[Dataset entries]

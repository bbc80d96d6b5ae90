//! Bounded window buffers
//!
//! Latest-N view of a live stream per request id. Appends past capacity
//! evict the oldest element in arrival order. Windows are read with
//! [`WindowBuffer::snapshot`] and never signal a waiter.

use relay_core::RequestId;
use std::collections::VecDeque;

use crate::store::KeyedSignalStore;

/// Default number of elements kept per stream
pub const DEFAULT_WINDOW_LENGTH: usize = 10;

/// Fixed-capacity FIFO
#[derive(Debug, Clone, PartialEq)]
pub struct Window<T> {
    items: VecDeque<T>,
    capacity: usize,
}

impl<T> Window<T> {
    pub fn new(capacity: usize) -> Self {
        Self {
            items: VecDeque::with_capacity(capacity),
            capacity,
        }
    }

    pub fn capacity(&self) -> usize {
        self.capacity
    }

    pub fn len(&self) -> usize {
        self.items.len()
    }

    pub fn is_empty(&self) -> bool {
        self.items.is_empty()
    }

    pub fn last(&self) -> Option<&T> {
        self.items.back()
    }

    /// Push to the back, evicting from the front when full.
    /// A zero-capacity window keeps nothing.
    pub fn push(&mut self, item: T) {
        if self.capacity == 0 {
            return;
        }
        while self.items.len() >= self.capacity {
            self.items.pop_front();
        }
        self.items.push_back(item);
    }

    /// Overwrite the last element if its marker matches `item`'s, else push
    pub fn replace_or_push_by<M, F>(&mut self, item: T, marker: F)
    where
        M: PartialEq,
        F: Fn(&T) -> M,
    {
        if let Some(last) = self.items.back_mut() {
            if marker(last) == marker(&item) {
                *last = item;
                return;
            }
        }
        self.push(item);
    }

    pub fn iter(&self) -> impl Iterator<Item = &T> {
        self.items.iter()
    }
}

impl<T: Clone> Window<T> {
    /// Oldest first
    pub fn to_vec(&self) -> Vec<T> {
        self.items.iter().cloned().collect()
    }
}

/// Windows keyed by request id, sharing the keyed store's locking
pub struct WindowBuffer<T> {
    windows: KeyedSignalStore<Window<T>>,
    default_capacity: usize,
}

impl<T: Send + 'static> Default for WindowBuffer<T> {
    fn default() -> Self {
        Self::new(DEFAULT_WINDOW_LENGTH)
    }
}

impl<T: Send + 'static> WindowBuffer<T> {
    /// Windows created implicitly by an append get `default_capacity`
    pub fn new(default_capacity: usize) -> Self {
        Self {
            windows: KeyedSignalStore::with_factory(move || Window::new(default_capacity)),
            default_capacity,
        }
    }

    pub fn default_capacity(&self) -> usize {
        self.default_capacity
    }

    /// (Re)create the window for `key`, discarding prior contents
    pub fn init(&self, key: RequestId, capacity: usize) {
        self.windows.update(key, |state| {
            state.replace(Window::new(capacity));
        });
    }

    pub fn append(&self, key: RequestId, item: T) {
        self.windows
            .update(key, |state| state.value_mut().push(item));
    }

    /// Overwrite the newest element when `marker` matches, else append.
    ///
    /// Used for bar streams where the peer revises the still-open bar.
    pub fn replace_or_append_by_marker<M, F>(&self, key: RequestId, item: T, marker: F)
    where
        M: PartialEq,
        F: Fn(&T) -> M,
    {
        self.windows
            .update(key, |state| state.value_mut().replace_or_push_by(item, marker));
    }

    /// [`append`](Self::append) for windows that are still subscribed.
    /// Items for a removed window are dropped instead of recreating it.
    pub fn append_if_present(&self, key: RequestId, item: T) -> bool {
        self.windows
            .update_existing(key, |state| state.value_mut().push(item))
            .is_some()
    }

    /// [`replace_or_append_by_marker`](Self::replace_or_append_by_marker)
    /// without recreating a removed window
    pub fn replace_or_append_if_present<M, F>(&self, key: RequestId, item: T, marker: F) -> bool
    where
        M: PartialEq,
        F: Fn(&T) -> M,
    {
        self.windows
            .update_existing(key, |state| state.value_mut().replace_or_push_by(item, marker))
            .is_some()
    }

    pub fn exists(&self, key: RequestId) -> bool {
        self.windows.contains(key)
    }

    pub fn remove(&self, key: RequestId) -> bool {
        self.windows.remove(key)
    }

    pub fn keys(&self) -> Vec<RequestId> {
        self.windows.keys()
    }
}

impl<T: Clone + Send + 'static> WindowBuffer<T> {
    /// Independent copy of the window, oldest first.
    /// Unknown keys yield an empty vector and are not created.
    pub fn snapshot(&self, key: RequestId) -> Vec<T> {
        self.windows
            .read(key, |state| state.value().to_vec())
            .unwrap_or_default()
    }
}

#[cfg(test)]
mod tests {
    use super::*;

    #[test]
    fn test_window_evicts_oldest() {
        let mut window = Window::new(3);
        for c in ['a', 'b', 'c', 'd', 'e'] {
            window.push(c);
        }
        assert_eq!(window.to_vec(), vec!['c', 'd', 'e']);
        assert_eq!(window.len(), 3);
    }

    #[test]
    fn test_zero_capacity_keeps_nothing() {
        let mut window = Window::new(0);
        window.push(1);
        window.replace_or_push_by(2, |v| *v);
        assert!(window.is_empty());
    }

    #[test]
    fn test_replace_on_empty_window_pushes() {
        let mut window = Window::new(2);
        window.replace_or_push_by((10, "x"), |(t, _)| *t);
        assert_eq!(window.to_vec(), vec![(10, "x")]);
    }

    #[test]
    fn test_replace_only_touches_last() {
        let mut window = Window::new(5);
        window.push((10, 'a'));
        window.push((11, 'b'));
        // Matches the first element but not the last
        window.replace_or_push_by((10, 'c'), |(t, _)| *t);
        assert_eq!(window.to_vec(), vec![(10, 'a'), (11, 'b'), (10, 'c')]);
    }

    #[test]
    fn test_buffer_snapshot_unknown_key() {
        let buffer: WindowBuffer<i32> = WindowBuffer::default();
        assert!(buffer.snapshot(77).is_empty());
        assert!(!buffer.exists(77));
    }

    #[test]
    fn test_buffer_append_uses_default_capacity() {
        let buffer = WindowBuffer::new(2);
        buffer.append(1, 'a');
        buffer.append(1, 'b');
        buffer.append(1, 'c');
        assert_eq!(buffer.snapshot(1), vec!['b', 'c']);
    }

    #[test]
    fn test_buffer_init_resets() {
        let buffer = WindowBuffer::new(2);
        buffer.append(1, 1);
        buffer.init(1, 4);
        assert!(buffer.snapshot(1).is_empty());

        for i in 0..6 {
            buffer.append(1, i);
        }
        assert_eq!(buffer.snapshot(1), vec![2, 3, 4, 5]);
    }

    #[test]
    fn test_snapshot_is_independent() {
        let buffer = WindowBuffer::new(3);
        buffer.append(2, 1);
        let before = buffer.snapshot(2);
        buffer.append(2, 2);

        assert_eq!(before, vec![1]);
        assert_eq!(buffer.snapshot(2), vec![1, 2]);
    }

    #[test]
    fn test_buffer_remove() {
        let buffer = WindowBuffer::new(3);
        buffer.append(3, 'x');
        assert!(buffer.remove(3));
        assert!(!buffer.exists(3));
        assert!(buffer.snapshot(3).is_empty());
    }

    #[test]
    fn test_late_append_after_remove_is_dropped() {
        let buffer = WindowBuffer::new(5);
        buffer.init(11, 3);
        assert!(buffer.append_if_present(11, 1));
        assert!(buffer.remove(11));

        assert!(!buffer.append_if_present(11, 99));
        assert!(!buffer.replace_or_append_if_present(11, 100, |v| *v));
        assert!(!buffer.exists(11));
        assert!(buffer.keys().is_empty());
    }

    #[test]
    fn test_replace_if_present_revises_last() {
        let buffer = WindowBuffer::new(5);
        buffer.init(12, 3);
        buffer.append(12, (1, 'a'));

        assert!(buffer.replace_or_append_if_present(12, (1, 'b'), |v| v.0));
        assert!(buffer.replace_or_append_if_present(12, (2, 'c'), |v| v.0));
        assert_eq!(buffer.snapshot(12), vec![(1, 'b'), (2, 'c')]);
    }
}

* * *

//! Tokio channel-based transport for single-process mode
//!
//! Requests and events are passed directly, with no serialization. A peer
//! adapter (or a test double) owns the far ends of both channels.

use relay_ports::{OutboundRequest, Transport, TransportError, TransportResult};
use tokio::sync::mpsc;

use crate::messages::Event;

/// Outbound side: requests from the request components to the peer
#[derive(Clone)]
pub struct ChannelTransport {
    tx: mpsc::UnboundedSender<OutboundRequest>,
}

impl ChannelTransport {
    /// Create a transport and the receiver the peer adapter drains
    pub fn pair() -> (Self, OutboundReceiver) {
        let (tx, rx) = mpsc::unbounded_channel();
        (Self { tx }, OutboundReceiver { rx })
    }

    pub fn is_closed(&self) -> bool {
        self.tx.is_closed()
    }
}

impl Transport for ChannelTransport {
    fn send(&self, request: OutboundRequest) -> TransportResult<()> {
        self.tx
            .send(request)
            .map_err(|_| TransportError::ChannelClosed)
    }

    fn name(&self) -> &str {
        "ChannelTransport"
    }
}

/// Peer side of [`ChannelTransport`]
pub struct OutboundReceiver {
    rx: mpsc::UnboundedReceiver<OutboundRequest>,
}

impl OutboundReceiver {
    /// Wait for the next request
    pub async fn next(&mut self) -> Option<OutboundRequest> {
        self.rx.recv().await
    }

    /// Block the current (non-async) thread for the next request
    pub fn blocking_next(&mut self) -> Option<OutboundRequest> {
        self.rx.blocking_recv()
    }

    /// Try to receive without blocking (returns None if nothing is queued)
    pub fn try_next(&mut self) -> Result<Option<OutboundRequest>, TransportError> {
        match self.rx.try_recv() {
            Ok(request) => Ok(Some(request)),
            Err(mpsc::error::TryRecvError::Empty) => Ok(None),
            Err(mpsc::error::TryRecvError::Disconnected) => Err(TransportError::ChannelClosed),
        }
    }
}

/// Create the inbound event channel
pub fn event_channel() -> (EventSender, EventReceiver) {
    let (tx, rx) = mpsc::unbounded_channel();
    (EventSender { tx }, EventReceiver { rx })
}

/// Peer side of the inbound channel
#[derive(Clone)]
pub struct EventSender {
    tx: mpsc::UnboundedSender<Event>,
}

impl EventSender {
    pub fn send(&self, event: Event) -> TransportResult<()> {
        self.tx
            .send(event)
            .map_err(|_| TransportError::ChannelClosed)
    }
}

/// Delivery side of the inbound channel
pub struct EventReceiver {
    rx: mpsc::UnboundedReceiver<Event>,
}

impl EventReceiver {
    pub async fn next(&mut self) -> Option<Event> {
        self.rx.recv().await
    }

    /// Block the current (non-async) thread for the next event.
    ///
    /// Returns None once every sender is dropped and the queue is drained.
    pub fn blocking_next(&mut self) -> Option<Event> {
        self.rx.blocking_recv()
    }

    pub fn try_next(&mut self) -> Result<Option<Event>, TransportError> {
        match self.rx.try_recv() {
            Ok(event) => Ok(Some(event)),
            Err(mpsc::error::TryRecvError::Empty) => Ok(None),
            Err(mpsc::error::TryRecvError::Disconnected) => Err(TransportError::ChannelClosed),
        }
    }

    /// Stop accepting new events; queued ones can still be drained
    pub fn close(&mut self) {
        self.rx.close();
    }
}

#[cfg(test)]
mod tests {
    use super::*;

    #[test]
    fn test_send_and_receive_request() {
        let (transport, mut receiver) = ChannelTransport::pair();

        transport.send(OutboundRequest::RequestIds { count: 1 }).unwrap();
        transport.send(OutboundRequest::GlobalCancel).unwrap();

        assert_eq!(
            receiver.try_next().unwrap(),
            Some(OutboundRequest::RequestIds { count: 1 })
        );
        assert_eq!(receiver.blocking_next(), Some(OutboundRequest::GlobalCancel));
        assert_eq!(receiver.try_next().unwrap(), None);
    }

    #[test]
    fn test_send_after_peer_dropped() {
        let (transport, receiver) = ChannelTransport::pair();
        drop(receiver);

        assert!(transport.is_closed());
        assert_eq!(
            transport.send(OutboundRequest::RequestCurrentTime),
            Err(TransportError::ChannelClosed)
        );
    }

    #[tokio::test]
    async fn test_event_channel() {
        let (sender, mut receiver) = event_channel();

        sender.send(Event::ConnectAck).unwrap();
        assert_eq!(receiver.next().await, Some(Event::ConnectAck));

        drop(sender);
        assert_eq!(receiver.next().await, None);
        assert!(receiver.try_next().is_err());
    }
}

• **What to do**
Scan the entries above for the line containing "repository bbc80d96d6b5ae90", and copy it and all lines after it exactly, down to and including the line containing "Overwrite the last".

• **Written solution**
repository bbc80d96d6b5ae90
//! Bounded window buffers
//!
//! Latest-N view of a live stream per request id. Appends past capacity
//! evict the oldest element in arrival order. Windows are read with
//! [`WindowBuffer::snapshot`] and never signal a waiter.

use relay_core::RequestId;
use std::collections::VecDeque;

use crate::store::KeyedSignalStore;

/// Default number of elements kept per stream
pub const DEFAULT_WINDOW_LENGTH: usize = 10;

/// Fixed-capacity FIFO
#[derive(Debug, Clone, PartialEq)]
pub struct Window<T> {
    items: VecDeque<T>,
    capacity: usize,
}

impl<T> Window<T> {
    pub fn new(capacity: usize) -> Self {
        Self {
            items: VecDeque::with_capacity(capacity),
            capacity,
        }
    }

    pub fn capacity(&self) -> usize {
        self.capacity
    }

    pub fn len(&self) -> usize {
        self.items.len()
    }

    pub fn is_empty(&self) -> bool {
        self.items.is_empty()
    }

    pub fn last(&self) -> Option<&T> {
        self.items.back()
    }

    /// Push to the back, evicting from the front when full.
    /// A zero-capacity window keeps nothing.
    pub fn push(&mut self, item: T) {
        if self.capacity == 0 {
            return;
        }
        while self.items.len() >= self.capacity {
            self.items.pop_front();
        }
        self.items.push_back(item);
    }

    /// Overwrite the last element if its marker matches `item`'s, else push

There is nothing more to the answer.